**Problem description:**
Using the listing below, copy exactly the lines from the one containing "repository c033968e2ed2f3d1" to the one containing "- the **import", both lines included, and no others.

------ Source data ------

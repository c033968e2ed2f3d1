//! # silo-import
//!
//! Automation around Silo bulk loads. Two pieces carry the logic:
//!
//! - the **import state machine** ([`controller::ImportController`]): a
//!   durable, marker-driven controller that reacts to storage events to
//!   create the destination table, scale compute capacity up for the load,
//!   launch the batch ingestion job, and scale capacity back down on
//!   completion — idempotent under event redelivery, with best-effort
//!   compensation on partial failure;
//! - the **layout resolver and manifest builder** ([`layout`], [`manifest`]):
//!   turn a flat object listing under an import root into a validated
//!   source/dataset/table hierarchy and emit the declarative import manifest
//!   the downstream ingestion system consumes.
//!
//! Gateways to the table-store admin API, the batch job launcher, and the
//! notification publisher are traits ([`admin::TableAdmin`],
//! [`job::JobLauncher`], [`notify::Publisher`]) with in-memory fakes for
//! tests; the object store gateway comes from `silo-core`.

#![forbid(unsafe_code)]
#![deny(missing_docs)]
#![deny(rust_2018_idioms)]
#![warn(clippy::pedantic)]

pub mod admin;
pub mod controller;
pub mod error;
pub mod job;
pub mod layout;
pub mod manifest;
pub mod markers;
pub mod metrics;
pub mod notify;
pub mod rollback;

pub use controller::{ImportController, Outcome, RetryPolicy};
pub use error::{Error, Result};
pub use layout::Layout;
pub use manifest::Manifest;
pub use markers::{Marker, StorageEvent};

------
------ Source data ------

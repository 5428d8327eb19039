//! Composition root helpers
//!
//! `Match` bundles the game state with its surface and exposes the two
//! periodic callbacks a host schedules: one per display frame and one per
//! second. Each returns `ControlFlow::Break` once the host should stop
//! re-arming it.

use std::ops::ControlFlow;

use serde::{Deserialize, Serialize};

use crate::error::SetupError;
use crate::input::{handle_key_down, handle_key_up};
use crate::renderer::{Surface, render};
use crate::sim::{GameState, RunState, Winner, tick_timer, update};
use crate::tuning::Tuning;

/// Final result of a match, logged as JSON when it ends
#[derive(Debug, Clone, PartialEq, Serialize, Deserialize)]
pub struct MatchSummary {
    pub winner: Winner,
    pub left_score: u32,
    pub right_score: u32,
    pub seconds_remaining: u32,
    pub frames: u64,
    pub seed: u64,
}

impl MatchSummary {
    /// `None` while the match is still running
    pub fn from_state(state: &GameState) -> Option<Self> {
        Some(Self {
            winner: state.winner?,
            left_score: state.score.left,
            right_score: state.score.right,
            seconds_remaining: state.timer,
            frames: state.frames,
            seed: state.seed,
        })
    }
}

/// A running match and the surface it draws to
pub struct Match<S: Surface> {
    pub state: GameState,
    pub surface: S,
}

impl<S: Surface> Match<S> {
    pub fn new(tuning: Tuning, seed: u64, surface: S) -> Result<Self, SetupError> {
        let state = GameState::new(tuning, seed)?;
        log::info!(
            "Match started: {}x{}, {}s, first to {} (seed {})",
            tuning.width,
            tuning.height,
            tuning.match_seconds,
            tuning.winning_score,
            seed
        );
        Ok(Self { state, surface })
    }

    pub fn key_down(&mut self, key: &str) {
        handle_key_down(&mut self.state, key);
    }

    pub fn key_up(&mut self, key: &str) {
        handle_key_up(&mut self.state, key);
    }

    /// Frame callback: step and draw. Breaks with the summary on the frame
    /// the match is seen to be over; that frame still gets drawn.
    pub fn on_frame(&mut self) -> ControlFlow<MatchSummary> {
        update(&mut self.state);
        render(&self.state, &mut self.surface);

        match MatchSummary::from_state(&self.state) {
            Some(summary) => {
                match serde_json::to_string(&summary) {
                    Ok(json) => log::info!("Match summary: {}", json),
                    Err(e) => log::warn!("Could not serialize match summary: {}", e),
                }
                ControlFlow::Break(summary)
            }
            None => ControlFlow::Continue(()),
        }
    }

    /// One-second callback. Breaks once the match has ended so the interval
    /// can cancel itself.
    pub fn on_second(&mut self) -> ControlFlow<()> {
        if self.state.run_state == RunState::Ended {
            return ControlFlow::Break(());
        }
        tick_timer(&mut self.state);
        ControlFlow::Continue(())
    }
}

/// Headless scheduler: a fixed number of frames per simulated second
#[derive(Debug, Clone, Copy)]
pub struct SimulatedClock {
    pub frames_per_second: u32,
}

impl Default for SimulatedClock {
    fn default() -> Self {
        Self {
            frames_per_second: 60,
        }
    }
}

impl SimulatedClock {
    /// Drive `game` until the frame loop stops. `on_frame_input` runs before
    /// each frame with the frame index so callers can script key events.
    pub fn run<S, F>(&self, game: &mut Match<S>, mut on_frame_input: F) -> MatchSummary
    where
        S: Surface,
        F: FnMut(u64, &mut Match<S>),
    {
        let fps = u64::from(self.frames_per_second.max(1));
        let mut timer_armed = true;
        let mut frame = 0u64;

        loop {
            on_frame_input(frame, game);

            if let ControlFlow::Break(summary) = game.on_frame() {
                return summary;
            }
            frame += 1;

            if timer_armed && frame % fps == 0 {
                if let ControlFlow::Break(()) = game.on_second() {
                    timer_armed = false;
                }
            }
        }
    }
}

------

**Exercise response:**
repository c033968e2ed2f3d1
//! # silo-import
//!
//! Automation around Silo bulk loads. Two pieces carry the logic:
//!
//! - the **import state machine** ([`controller::ImportController`]): a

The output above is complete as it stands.